Development of a mushroom structure in an S. oneidensis biofilm with a ribosomal (growth) reporter (DKN310) (A to E) and an anaerobic reporter gene (mtrB) (DKN312) (F to J). The grid squares are 10 μm by 10 μm. In the first column the cells are constitutively expressing ecfp and the fluorescence from ecfp is false red. In the second column of panels A to E, the cells expressing the growth-active GFP(AAV) are green. In the second column of panels F to J, the cells expressing the mtrB reporter are green. The third column is an overlay of the red and green channels. (A) 18 h and 8 μm high; (B) 28 h and 18 μm high; (C) 41 h and 52 μm high; (D) 65 h and 92 μm high; (E) 77 h and 112 μm high; (F) 17 h and 8 μm high; (G) 29 h and 31 μm high; (H) 47 h and 58 μm high; (I) 71 h and 104 μm high; (J) 85 h and 118 μm high.

FIG. 5.

Fold changes in expression, as measured by quantitative RT-PCR, of mtrB and eyfp in S. oneidensis DKN312 relative to aerobic conditions (21% O₂).
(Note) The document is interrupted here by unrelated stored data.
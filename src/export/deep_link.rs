use super::ExportError;
use super::ical::{event_window, format_utc_stamp};
use crate::calendar::Event;

pub const GOOGLE_CALENDAR_RENDER_URL: &str = "https://calendar.google.com/calendar/render";

/// "Add event" link for Google Calendar. Only builds the string; opening it is
/// up to the caller.
pub fn google_calendar_link(event: &Event) -> Result<String, ExportError> {
    deep_link_with_base(GOOGLE_CALENDAR_RENDER_URL, event)
}

pub fn deep_link_with_base(base: &str, event: &Event) -> Result<String, ExportError> {
    let (start, end) = event_window(event)?;
    let dates = format!("{}/{}", format_utc_stamp(start), format_utc_stamp(end));

    Ok(format!(
        "{}?action=TEMPLATE&text={}&dates={}&details={}&location={}",
        base,
        urlencoding::encode(&event.title),
        urlencoding::encode(&dates),
        urlencoding::encode(&event.description),
        urlencoding::encode(&event.location)
    ))
}

#[cfg(test)]
mod tests {
    use super::*;
    use chrono::{NaiveDate, NaiveTime};
    use pretty_assertions::assert_eq;

    fn create_test_event(title: &str, description: &str, location: &str) -> Event {
        Event {
            id: "1".to_string(),
            title: title.to_string(),
            description: description.to_string(),
            location: location.to_string(),
            city: "Berlin".to_string(),
            date: NaiveDate::from_ymd_opt(2024, 1, 20).unwrap(),
            time: NaiveTime::from_hms_opt(8, 0, 0).unwrap(),
            link: String::new(),
            event_type: String::new(),
            level: String::new(),
        }
    }

    #[test]
    fn link_contains_encoded_parameters() {
        let event = create_test_event("Morning Vinyasa Flow", "Breath & movement", "Yoga Studio Mitte");

        let link = google_calendar_link(&event).unwrap();

        assert_eq!(
            link,
            "https://calendar.google.com/calendar/render?action=TEMPLATE\
             &text=Morning%20Vinyasa%20Flow\
             &dates=20240120T080000Z%2F20240120T093000Z\
             &details=Breath%20%26%20movement\
             &location=Yoga%20Studio%20Mitte"
        );
    }

    #[test]
    fn reserved_query_characters_cannot_inject_parameters() {
        let event = create_test_event("a&text=b", "x=y?z#", "Düsseldorf");

        let link = google_calendar_link(&event).unwrap();
        let query = link.split_once('?').unwrap().1;

        assert_eq!(query.matches('&').count(), 4);
        assert!(!query.contains('#'));
        assert!(link.contains("&text=a%26text%3Db&"));
        assert!(link.contains("&location=D%C3%BCsseldorf"));
    }

    #[test]
    fn custom_base_is_used() {
        let event = create_test_event("Yoga", "", "");
        let link = deep_link_with_base("https://calendar.example.com/add", &event).unwrap();
        assert!(link.starts_with("https://calendar.example.com/add?action=TEMPLATE&"));
    }

    #[test]
    fn unrepresentable_time_is_rejected() {
        let mut event = create_test_event("Yoga", "", "");
        event.date = NaiveDate::from_ymd_opt(9999, 12, 31).unwrap();
        event.time = NaiveTime::from_hms_opt(23, 30, 0).unwrap();

        assert!(matches!(google_calendar_link(&event), Err(ExportError::InvalidEventTime { .. })));
    }
}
Solid bars, mtrB; gray bars, eyfp. mtrB and eyfp expression is upregulated under anaerobic and microaerobic conditions. The error bars indicate the ranges for duplicate cultures.

FIG. 6.

Quantitative analysis of patterns of growth activity and metabolism in S. oneidensis biofilms. The gray lines show growth activity profiles for strain DKN310 (rrnB P1), and the black lines show mtrB expression of strain DKN312. (A) Biofilm structures approximately 60 μm in diameter. (B) Structures approximately 110 μm in diameter. (C) Structures approximately 140 μm in diameter. Each line represents an average of a minimum of six different structures. The error bars indicate the standard deviations of the binned pixel intensity values for all the images included in the plot. For panels B and C, local minima at the edges of the colonies are regions with no cells, thought to be extracellular polysaccharide. The patterns of expression relative to the size of the biofilm structure are remarkably consistent across multiple structures, and mtrB continues to be expressed in regions where growth activity has decreased.